The answer consists solely of the listing's lines from the first through the line containing "let mut headers = HeaderMap::new();", each reproduced exactly.

Data supplied section start

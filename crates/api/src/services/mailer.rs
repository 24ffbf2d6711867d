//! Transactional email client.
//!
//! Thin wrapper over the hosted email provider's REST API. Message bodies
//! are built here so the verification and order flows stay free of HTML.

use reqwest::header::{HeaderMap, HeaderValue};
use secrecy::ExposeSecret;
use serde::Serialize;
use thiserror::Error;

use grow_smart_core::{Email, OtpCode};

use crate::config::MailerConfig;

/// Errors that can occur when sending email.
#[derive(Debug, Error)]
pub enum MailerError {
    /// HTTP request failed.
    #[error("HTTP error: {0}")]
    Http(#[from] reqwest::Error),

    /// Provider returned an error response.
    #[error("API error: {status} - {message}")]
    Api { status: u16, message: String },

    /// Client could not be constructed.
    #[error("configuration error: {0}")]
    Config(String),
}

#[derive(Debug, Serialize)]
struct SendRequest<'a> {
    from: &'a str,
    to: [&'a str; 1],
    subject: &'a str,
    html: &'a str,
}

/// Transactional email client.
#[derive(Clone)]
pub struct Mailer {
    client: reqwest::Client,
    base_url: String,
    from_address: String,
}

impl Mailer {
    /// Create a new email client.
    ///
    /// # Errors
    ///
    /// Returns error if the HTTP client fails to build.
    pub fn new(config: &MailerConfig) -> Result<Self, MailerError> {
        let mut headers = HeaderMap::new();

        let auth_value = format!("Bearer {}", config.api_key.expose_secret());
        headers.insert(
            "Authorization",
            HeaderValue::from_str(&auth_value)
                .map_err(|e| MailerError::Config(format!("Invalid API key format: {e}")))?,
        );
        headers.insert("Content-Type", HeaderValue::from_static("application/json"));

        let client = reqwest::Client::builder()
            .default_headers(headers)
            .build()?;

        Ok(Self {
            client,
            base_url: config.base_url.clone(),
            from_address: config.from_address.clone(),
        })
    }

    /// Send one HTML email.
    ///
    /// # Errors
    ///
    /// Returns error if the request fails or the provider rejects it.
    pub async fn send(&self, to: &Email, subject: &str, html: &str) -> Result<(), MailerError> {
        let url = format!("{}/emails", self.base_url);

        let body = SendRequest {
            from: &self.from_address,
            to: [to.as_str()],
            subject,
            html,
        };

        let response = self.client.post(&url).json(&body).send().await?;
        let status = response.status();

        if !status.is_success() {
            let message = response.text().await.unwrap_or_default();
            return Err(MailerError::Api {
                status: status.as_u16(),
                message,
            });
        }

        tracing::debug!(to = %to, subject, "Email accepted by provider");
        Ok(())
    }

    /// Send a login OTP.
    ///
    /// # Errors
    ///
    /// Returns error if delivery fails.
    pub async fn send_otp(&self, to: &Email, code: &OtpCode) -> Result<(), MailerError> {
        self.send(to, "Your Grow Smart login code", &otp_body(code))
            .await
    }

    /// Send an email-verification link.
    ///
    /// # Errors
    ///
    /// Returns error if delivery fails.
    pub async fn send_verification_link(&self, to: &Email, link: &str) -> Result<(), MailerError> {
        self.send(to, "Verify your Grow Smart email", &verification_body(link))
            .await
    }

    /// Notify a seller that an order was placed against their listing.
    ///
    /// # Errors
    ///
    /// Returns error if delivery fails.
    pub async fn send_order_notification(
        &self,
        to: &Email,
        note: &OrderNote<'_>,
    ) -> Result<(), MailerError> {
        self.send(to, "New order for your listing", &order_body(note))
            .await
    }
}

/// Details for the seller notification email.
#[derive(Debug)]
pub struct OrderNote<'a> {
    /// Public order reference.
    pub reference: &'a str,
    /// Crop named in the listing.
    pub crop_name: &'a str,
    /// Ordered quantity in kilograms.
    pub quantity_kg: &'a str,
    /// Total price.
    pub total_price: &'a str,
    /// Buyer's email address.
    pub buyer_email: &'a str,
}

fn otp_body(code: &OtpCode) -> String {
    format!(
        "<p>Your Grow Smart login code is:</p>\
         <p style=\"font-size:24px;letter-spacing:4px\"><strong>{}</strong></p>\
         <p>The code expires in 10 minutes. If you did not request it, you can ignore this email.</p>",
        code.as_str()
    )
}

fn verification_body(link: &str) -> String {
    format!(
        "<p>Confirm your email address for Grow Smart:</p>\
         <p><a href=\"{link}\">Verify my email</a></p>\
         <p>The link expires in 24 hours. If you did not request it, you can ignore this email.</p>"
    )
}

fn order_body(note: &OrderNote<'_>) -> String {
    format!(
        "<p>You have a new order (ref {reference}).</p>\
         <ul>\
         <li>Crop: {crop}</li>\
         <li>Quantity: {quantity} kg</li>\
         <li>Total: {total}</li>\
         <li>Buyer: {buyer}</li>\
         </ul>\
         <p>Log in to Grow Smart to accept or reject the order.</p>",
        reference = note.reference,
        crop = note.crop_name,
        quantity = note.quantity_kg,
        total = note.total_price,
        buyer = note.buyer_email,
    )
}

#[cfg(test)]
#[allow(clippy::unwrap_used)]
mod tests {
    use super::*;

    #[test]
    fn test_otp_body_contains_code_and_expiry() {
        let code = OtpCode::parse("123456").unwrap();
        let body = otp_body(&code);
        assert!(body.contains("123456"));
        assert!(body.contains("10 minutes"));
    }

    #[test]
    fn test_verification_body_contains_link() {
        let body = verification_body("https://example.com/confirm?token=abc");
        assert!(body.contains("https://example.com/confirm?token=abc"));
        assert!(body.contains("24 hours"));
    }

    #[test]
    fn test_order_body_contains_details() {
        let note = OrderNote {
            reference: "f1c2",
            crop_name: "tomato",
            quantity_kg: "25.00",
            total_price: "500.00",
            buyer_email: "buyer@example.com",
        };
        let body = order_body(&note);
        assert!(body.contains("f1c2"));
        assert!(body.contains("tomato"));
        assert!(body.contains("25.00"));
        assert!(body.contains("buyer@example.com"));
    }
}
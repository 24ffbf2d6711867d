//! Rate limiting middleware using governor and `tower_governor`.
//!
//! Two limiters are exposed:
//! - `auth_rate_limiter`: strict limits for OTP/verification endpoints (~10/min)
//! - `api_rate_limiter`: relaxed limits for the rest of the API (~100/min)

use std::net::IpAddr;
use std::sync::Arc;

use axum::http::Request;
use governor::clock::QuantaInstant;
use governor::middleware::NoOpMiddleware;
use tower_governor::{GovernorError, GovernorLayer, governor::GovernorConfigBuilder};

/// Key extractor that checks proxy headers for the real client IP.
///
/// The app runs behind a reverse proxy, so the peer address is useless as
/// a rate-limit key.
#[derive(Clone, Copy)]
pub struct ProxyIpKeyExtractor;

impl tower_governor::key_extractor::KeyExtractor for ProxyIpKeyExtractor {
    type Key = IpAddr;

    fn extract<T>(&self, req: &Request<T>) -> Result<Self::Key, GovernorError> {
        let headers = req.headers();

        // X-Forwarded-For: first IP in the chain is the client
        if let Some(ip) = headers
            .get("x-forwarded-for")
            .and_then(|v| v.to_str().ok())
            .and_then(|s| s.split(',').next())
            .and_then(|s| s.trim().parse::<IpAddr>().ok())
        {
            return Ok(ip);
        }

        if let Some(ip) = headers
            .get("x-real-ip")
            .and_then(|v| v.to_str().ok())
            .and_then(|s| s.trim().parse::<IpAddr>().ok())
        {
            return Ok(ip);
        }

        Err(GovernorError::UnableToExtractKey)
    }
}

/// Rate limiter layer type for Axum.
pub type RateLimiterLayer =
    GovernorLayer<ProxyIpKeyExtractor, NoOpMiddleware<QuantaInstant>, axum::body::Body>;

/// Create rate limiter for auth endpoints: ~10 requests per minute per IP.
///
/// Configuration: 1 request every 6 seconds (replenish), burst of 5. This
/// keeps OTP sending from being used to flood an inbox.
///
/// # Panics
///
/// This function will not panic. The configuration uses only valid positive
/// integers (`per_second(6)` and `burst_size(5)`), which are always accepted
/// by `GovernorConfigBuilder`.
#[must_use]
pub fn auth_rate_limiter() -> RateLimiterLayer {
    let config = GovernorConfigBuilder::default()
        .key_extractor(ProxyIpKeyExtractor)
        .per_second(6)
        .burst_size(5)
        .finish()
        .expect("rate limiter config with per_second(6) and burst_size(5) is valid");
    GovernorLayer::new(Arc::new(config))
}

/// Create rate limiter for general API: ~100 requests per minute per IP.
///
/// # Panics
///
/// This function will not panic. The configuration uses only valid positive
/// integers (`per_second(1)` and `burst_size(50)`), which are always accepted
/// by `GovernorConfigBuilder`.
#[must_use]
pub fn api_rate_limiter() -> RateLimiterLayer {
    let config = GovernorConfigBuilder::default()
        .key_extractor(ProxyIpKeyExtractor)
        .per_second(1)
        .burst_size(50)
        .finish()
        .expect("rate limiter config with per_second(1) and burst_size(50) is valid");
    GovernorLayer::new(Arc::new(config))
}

Data supplied section end

# Task solution:
filename crates/api/src/services/mailer.rs
repository 24ffbf2d6711867d
//! Transactional email client.
//!
//! Thin wrapper over the hosted email provider's REST API. Message bodies
//! are built here so the verification and order flows stay free of HTML.

use reqwest::header::{HeaderMap, HeaderValue};
use secrecy::ExposeSecret;
use serde::Serialize;
use thiserror::Error;

use grow_smart_core::{Email, OtpCode};

use crate::config::MailerConfig;

/// Errors that can occur when sending email.
#[derive(Debug, Error)]
pub enum MailerError {
    /// HTTP request failed.
    #[error("HTTP error: {0}")]
    Http(#[from] reqwest::Error),

    /// Provider returned an error response.
    #[error("API error: {status} - {message}")]
    Api { status: u16, message: String },

    /// Client could not be constructed.
    #[error("configuration error: {0}")]
    Config(String),
}

#[derive(Debug, Serialize)]
struct SendRequest<'a> {
    from: &'a str,
    to: [&'a str; 1],
    subject: &'a str,
    html: &'a str,
}

/// Transactional email client.
#[derive(Clone)]
pub struct Mailer {
    client: reqwest::Client,
    base_url: String,
    from_address: String,
}

impl Mailer {
    /// Create a new email client.
    ///
    /// # Errors
    ///
    /// Returns error if the HTTP client fails to build.
    pub fn new(config: &MailerConfig) -> Result<Self, MailerError> {
        let mut headers = HeaderMap::new();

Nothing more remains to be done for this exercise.